At about 9:30 in the morning on October 15, 1891, Marcellus Gould, a superintendent at the Amoskeag Mills in Manchester, N.H., went hunting for engineer Samuel Bunker. What was going on with the steam power at the mill, Gould wanted to know? The delivery of power from the great shaft that ran mills 4, 5, 7 and 8 had been erratic all morning.

Bunker replied: “There is nothing that I know of, but I’ll see.” With that he headed for the pit that housed the Amoskeag’s power plant on the ground floor of mill No. 7. He never uttered any other words to another soul. Moments later the mill exploded.

The Corliss Engine

The Amoskeag Mills Nos. 4, 5, 7 and 8 were powered by a Corliss steam engine. The Corliss had starred in the  1876 Centennial Exhibition in Pennsylvania 15 years earlier.

The exhibition kicked off when U.S. President Ulysses Grant and Brazilian Emperor Pedro II jointly started a massive Corliss built expressly for the event. The engine delivered power to virtually the whole exhibition, using shafts of more than a mile long.

amoskeag mill disaster ruins

The aftermath of the Amoskeag mill disaster in 1891 (Library of Congress)

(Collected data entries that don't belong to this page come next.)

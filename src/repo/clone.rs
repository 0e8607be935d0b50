//! Fresh checkouts
//!
//! `osbs clone <name>` creates `<git dir>/<name>`, clones the remote into it
//! and hands back the checkout directory. Each failed precondition is its own
//! error; nothing created along the way is rolled back.

use std::fs;
use std::path::PathBuf;
use thiserror::Error;
use tracing::{debug, info};

use super::{can_enter, ensure_git_dir};
use crate::config::Settings;
use crate::git::{self, CommandRunner, GitError};

/// Errors that can occur while cloning a new checkout
#[derive(Error, Debug)]
pub enum CloneError {
    #[error("No directory name given")]
    MissingArgument,
    #[error("Only one argument is accepted")]
    TooManyArguments,
    #[error("{0} doesn't exist")]
    BaseMissing(String),
    #[error("{0} already exists")]
    AlreadyExists(String),
    #[error("Couldn't create {path}: {source}")]
    CreateFailed {
        path: String,
        source: std::io::Error,
    },
    #[error("Created {0} but it doesn't seem to be there")]
    CreatedButMissing(String),
    #[error("Created {0} but couldn't cd into it")]
    CannotEnter(String),
    #[error("Failed to clone into {path}: {source}")]
    CloneFailed { path: String, source: GitError },
    #[error("Cloned into {path} but {checkout} doesn't exist")]
    CheckoutMissing { path: String, checkout: String },
    #[error("{0} seems to exist but couldn't cd into it")]
    CannotEnterCheckout(String),
}

/// Create `<git dir>/<name>`, clone into it and return the checkout path
pub fn clone_checkout(
    runner: &dyn CommandRunner,
    settings: &Settings,
    args: &[String],
) -> Result<PathBuf, CloneError> {
    let name = match args {
        [] => return Err(CloneError::MissingArgument),
        [name] => name,
        _ => return Err(CloneError::TooManyArguments),
    };

    let base = ensure_git_dir(settings).map_err(|_| {
        CloneError::BaseMissing(settings.git_dir.display().to_string())
    })?;

    let target = base.join(name);
    let shown = target.display().to_string();
    // symlink_metadata so a dangling link still counts as taken
    if target.symlink_metadata().is_ok() {
        return Err(CloneError::AlreadyExists(shown));
    }

    debug!("Creating {}", shown);
    fs::create_dir(&target).map_err(|source| CloneError::CreateFailed {
        path: shown.clone(),
        source,
    })?;
    if !target.is_dir() {
        return Err(CloneError::CreatedButMissing(shown));
    }
    if !can_enter(&target) {
        return Err(CloneError::CannotEnter(shown));
    }

    info!("Cloning {} into {}", settings.repo_url, shown);
    git::clone(runner, &settings.repo_url, &target).map_err(|source| {
        CloneError::CloneFailed {
            path: shown.clone(),
            source,
        }
    })?;

    let checkout = target.join(&settings.repo_dir);
    if !checkout.exists() {
        return Err(CloneError::CheckoutMissing {
            path: shown,
            checkout: checkout.display().to_string(),
        });
    }
    if !can_enter(&checkout) {
        return Err(CloneError::CannotEnterCheckout(
            checkout.display().to_string(),
        ));
    }

    Ok(checkout)
}
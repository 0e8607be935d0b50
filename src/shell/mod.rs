//! Shell integration module
//!
//! Emits the functions that let an interactive shell follow `osbs` into the
//! directories it resolves.

mod init;

pub use init::*;
//! Git operations module
//!
//! Provides work tree discovery and cloning on top of the system `git`.

mod commands;
mod runner;

pub use commands::*;
pub use runner::*;
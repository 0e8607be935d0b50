//! Repository commands
//!
//! Path resolution behind `osbs locate` and `osbs clone`. Nothing here
//! changes the process working directory; callers print the result for the
//! shell wrapper to enter.

mod base;
mod clone;
mod locate;

pub use base::*;
pub use clone::*;
pub use locate::*;
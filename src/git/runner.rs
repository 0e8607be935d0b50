//! Subprocess execution
//!
//! Every git invocation goes through [`CommandRunner`] so tests can stand in
//! for the real binary.

use std::io;
use std::path::Path;
use std::process::{Command, Stdio};
use tracing::debug;

/// Captured result of a finished command
#[derive(Debug, Clone, Default, PartialEq, Eq)]
pub struct CommandOutput {
    /// Exit code, `None` when killed by a signal
    pub code: Option<i32>,
    /// Raw bytes, paths printed by git need not be UTF-8
    pub stdout: Vec<u8>,
    pub stderr: String,
}

impl CommandOutput {
    /// Whether the command exited with status 0
    pub fn success(&self) -> bool {
        self.code == Some(0)
    }
}

/// Runs a program to completion and captures its output
pub trait CommandRunner {
    /// Run `program` with `args` in `cwd`
    ///
    /// Returns `Err` only when the program couldn't be started.
    fn run(&self, program: &str, args: &[&str], cwd: &Path) -> io::Result<CommandOutput>;
}

impl<F> CommandRunner for F
where
    F: Fn(&str, &[&str], &Path) -> io::Result<CommandOutput>,
{
    fn run(&self, program: &str, args: &[&str], cwd: &Path) -> io::Result<CommandOutput> {
        self(program, args, cwd)
    }
}

/// Runs commands with [`std::process::Command`]
#[derive(Debug, Clone, Copy, Default)]
pub struct SystemRunner;

impl CommandRunner for SystemRunner {
    fn run(&self, program: &str, args: &[&str], cwd: &Path) -> io::Result<CommandOutput> {
        debug!("Running {} {} in {}", program, args.join(" "), cwd.display());

        let output = Command::new(program)
            .args(args)
            .current_dir(cwd)
            .env("GIT_TERMINAL_PROMPT", "0")
            .stdin(Stdio::null())
            .output()?;

        Ok(CommandOutput {
            code: output.status.code(),
            stdout: output.stdout,
            stderr: String::from_utf8_lossy(&output.stderr).into_owned(),
        })
    }
}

The exhibition made the Corliss engine virtually a household name and cemented its status as the leading industrial engine design in America. The Corliss got its name from Frank Corliss of Providence, R.I., who patented several of its features.

The Amoskeag

The Amoskeag naturally ordered one. Installed in 1883, Amoskeag’s Corliss was the largest in the state, and probably New England. It could deliver 2,000 horsepower to the mills.


A Corliss engine like the one that blew apart and caused the Amoskeag mill disaster.

At Manchester, the factories were powered by water from the Merrimack River diverted to turn the shafts that drove the equipment. The river worked in conjunction with the Corliss engine. Lift gates closed or opened to keep the right amount of river power flowing so the Corliss didn’t run too fast. And at low water, the engine could run exclusively on fuel.

The belts on the flywheel on the engine could be slackened or tightened to keep the engine from spinning out of control or overheating.

Following Marcellus Gould’s inquiry, engineer Samuel Bunker descended into the pit in the bottom of mill 7 to see what went wrong. Both Gould and Bunker realized the belts were overheating, but they didn’t know why.

Amoskeag Mill Disaster

Marcellus Gould, a troubleshooting mill manager, had worked at facilities from New Hampshire to Connecticut before the Amoskeag mill disaster. A one-time state senator, Gould had an eye for constructing facilities and a knack for making mills profitable. He worked to generate sales of the latest fabrics while managing the revenue streams from worker housing and keeping wages in check.

After asking Bunker to check out the power plant, Gould stepped into a tunnel that ran between the mills to return to mill 5, where the inconsistency of the power had been slowing the work of carders. He had gone halfway along the tunnel when the Corliss blew apart.

Seconds before the failure, an assistant engineer had looked through a window into the Corliss engine room and noticed the flywheel turning at an excessive speed. Sparks flew from the 42-inch-wide main belt around the wheel. The assistant was cutting power to the Corliss when it failed.

In the moments before the Amoskeag mill disaster, the power supply was getting more and more unstable. Carding machines to the south of the power plant were stopping from inadequate power. At the same time, looms operating on the northern side of the Corliss were operating too fast. The looms shut down as they reached dangerous velocity. The shutoff mechanism on one loom failed, and it sped along at a frantic pace that no one ever recreated – either before or after the failure.


The impact of the disaster could be felt throughout the mills. First came what sounded like an enormous explosion as the flywheel on the Corliss flew apart. That was followed by several seconds of cacophony as timbers fell, parts of the mill buildings collapsed and steam jetted out of the failed engine.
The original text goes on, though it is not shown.